Work required >>
In the entries below, which lines run from the one containing "let later = tick(&mut" to the one containing "GameState::with_tuning(77, car, Tuning::default());"? Copy exactly those lines, ends included, and no others.

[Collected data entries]

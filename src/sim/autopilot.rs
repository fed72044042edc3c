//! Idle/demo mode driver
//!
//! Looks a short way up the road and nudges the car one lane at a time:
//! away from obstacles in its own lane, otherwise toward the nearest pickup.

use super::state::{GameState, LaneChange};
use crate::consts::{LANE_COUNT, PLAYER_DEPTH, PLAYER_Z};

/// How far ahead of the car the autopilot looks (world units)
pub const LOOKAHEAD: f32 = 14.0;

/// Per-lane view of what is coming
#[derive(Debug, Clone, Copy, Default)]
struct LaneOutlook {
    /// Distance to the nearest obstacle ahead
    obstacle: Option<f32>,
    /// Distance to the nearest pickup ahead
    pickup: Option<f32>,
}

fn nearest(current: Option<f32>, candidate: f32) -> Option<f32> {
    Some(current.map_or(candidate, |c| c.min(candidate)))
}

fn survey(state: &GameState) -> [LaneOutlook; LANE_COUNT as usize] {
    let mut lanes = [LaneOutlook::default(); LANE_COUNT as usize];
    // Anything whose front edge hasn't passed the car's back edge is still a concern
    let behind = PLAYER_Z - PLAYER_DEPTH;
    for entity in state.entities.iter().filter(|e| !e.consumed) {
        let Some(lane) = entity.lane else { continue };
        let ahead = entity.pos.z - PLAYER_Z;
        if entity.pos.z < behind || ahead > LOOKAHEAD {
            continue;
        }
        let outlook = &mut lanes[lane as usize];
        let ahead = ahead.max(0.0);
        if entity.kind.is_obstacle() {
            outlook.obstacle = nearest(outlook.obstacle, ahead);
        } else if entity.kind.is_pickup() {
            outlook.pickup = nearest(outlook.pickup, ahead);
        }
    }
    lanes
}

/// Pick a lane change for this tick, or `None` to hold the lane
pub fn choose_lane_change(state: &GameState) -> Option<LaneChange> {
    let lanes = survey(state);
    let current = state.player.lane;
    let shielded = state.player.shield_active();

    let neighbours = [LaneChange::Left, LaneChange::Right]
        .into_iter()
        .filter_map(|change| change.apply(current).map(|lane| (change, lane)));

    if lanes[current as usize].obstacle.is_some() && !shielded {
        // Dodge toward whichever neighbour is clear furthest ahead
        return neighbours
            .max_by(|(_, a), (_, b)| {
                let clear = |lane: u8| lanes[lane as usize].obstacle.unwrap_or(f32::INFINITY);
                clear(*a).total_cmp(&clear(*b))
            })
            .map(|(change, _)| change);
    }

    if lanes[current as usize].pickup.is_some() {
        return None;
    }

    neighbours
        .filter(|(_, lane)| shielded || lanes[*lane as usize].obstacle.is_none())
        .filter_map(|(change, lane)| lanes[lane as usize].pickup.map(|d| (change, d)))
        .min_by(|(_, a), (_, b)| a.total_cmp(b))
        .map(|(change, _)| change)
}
==
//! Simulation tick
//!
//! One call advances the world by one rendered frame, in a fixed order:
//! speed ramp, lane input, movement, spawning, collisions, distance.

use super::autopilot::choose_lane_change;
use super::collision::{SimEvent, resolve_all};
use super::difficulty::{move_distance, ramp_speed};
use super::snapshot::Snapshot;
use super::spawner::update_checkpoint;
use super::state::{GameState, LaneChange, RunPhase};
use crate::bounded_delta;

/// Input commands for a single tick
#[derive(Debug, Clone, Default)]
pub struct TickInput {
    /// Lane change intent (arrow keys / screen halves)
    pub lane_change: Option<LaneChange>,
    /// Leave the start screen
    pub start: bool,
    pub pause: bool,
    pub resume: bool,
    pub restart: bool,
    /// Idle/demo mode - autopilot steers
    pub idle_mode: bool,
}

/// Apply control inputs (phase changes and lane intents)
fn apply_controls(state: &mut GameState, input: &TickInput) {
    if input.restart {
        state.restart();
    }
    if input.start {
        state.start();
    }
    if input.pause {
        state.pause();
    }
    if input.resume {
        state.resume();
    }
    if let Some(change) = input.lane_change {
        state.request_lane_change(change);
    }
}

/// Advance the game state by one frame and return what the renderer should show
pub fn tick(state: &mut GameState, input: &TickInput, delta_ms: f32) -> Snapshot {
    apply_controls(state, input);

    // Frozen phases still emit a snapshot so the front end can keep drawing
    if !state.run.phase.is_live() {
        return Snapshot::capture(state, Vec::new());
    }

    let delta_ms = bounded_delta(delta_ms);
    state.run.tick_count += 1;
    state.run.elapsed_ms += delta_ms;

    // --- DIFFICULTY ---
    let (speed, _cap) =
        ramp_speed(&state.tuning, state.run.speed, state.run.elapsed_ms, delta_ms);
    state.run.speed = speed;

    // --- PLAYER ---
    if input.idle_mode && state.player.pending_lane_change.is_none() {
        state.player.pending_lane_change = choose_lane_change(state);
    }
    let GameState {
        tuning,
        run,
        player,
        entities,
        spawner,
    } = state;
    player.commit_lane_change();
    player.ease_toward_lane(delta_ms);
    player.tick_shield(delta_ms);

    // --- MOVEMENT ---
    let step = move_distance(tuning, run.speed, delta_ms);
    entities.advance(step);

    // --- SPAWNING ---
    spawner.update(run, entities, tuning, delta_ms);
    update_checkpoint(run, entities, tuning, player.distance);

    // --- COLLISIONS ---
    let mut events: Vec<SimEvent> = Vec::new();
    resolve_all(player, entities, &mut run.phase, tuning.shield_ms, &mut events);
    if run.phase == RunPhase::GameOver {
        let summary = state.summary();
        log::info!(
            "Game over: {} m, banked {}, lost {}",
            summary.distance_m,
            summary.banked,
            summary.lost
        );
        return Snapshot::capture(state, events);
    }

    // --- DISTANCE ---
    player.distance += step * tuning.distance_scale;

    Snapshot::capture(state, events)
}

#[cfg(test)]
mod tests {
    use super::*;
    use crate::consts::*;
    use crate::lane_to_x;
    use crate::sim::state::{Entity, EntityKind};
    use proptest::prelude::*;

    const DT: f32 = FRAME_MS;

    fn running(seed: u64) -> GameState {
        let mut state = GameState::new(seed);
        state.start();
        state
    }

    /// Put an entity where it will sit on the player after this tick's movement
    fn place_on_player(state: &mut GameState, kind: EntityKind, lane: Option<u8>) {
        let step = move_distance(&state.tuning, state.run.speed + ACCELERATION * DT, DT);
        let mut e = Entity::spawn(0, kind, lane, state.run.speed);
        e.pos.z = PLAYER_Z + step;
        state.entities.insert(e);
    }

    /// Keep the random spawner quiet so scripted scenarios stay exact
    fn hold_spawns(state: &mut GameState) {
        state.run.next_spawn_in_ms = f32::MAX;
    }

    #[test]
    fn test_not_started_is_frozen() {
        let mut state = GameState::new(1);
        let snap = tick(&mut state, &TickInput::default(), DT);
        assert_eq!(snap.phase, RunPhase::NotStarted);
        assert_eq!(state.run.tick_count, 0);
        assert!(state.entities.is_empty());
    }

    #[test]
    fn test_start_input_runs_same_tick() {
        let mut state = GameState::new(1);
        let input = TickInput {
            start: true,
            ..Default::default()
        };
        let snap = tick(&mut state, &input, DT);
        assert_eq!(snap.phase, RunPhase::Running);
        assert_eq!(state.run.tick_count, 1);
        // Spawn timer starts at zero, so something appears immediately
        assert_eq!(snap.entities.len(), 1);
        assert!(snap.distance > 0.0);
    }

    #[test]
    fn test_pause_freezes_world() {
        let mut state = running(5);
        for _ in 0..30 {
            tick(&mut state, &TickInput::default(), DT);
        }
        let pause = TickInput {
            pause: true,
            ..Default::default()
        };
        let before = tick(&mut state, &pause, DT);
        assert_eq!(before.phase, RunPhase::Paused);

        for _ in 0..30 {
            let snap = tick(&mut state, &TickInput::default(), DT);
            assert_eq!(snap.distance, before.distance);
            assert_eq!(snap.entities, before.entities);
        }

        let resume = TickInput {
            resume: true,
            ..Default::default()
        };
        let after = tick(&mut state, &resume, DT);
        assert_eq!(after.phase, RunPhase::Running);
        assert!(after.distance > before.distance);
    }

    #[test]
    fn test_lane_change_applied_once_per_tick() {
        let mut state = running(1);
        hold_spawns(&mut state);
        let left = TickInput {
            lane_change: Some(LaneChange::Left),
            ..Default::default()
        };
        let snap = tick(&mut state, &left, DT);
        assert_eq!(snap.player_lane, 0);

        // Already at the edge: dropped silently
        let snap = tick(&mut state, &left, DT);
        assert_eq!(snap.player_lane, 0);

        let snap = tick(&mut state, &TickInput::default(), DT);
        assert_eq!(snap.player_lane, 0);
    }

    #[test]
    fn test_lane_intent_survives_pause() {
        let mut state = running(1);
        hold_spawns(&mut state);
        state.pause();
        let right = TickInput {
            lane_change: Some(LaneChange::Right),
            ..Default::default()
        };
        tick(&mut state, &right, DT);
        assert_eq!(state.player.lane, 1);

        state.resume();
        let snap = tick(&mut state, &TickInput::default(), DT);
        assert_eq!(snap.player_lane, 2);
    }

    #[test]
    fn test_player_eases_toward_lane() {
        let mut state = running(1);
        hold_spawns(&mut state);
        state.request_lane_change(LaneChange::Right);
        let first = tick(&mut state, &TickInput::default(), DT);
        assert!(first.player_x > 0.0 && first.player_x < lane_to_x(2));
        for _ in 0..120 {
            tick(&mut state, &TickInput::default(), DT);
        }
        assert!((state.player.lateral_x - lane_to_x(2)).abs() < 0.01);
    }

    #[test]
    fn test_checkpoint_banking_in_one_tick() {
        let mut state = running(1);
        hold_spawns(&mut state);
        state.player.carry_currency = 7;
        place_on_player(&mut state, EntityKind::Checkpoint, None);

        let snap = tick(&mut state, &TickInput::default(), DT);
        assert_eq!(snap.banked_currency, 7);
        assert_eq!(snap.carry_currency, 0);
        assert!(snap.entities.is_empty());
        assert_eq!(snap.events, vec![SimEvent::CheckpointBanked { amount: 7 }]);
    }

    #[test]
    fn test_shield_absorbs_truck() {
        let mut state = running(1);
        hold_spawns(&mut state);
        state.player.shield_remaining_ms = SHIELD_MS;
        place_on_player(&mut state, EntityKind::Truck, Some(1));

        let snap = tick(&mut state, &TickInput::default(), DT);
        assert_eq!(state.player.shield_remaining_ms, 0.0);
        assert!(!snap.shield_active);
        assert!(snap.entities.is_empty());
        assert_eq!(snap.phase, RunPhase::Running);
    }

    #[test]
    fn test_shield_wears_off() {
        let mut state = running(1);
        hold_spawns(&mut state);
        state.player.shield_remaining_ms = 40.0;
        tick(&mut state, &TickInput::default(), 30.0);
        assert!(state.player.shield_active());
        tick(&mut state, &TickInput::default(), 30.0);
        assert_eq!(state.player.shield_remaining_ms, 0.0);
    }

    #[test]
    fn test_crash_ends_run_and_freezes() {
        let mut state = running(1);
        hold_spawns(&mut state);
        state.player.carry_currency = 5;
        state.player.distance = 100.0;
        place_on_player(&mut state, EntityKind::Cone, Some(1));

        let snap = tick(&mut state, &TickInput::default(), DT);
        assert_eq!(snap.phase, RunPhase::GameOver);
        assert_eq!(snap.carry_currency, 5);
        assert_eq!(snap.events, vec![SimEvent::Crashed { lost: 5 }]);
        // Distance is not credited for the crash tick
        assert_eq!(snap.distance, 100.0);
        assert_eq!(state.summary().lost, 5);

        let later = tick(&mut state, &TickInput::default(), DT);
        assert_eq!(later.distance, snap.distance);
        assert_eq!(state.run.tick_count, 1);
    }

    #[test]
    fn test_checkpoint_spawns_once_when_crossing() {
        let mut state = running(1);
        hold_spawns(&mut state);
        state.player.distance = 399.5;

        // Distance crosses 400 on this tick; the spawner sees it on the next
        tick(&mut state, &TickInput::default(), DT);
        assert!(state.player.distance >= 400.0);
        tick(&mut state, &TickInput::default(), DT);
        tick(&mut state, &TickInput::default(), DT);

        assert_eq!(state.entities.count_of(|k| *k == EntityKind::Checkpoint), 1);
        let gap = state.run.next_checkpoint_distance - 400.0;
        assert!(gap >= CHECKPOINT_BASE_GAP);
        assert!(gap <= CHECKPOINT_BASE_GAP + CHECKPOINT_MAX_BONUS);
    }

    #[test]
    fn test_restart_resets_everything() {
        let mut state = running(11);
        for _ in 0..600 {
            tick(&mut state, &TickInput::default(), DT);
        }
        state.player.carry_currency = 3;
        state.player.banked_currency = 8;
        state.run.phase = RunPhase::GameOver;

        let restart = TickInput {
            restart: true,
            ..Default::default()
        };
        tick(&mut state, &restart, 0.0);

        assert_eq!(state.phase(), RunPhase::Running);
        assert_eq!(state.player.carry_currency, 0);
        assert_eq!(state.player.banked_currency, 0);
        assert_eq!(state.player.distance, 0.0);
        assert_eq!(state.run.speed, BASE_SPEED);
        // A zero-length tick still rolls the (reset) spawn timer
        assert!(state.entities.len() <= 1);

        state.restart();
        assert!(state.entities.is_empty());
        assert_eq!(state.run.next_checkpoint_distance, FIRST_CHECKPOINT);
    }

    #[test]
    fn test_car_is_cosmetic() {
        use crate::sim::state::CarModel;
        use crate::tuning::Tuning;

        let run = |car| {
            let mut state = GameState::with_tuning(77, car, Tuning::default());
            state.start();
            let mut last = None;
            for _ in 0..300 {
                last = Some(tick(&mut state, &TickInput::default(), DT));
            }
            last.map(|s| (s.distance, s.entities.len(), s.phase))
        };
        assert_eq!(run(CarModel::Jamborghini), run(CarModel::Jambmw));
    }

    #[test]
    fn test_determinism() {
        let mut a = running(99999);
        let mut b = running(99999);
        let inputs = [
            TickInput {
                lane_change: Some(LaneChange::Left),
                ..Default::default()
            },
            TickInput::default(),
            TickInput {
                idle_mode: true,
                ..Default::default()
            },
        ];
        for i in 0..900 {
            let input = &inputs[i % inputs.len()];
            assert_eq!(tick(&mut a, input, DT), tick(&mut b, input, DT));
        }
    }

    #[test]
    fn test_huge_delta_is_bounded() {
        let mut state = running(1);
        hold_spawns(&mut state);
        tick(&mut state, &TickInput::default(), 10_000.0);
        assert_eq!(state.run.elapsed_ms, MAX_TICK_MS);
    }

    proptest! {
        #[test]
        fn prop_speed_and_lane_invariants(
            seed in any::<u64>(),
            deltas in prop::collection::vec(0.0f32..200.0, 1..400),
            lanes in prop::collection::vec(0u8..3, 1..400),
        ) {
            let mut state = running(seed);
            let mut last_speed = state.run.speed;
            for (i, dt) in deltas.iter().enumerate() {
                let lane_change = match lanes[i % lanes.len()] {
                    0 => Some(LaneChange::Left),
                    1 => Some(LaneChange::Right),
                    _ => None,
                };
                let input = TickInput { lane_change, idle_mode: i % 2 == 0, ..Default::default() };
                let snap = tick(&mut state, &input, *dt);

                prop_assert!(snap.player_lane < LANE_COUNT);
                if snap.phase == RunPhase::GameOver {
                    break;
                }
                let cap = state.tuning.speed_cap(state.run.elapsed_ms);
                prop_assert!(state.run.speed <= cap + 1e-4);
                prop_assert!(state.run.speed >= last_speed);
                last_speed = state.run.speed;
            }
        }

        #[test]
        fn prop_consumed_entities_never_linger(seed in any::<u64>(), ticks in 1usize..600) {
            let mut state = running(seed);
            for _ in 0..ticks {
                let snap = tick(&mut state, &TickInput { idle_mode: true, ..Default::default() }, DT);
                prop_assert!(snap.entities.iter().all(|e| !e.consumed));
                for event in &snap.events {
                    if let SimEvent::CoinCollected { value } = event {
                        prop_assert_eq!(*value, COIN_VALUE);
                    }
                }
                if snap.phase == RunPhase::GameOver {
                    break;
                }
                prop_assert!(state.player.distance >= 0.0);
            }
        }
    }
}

Solution to this problem >>
        let later = tick(&mut state, &TickInput::default(), DT);
        assert_eq!(later.distance, snap.distance);
        assert_eq!(state.run.tick_count, 1);
    }

    #[test]
    fn test_checkpoint_spawns_once_when_crossing() {
        let mut state = running(1);
        hold_spawns(&mut state);
        state.player.distance = 399.5;

        // Distance crosses 400 on this tick; the spawner sees it on the next
        tick(&mut state, &TickInput::default(), DT);
        assert!(state.player.distance >= 400.0);
        tick(&mut state, &TickInput::default(), DT);
        tick(&mut state, &TickInput::default(), DT);

        assert_eq!(state.entities.count_of(|k| *k == EntityKind::Checkpoint), 1);
        let gap = state.run.next_checkpoint_distance - 400.0;
        assert!(gap >= CHECKPOINT_BASE_GAP);
        assert!(gap <= CHECKPOINT_BASE_GAP + CHECKPOINT_MAX_BONUS);
    }

    #[test]
    fn test_restart_resets_everything() {
        let mut state = running(11);
        for _ in 0..600 {
            tick(&mut state, &TickInput::default(), DT);
        }
        state.player.carry_currency = 3;
        state.player.banked_currency = 8;
        state.run.phase = RunPhase::GameOver;

        let restart = TickInput {
            restart: true,
            ..Default::default()
        };
        tick(&mut state, &restart, 0.0);

        assert_eq!(state.phase(), RunPhase::Running);
        assert_eq!(state.player.carry_currency, 0);
        assert_eq!(state.player.banked_currency, 0);
        assert_eq!(state.player.distance, 0.0);
        assert_eq!(state.run.speed, BASE_SPEED);
        // A zero-length tick still rolls the (reset) spawn timer
        assert!(state.entities.len() <= 1);

        state.restart();
        assert!(state.entities.is_empty());
        assert_eq!(state.run.next_checkpoint_distance, FIRST_CHECKPOINT);
    }

    #[test]
    fn test_car_is_cosmetic() {
        use crate::sim::state::CarModel;
        use crate::tuning::Tuning;

        let run = |car| {
            let mut state = GameState::with_tuning(77, car, Tuning::default());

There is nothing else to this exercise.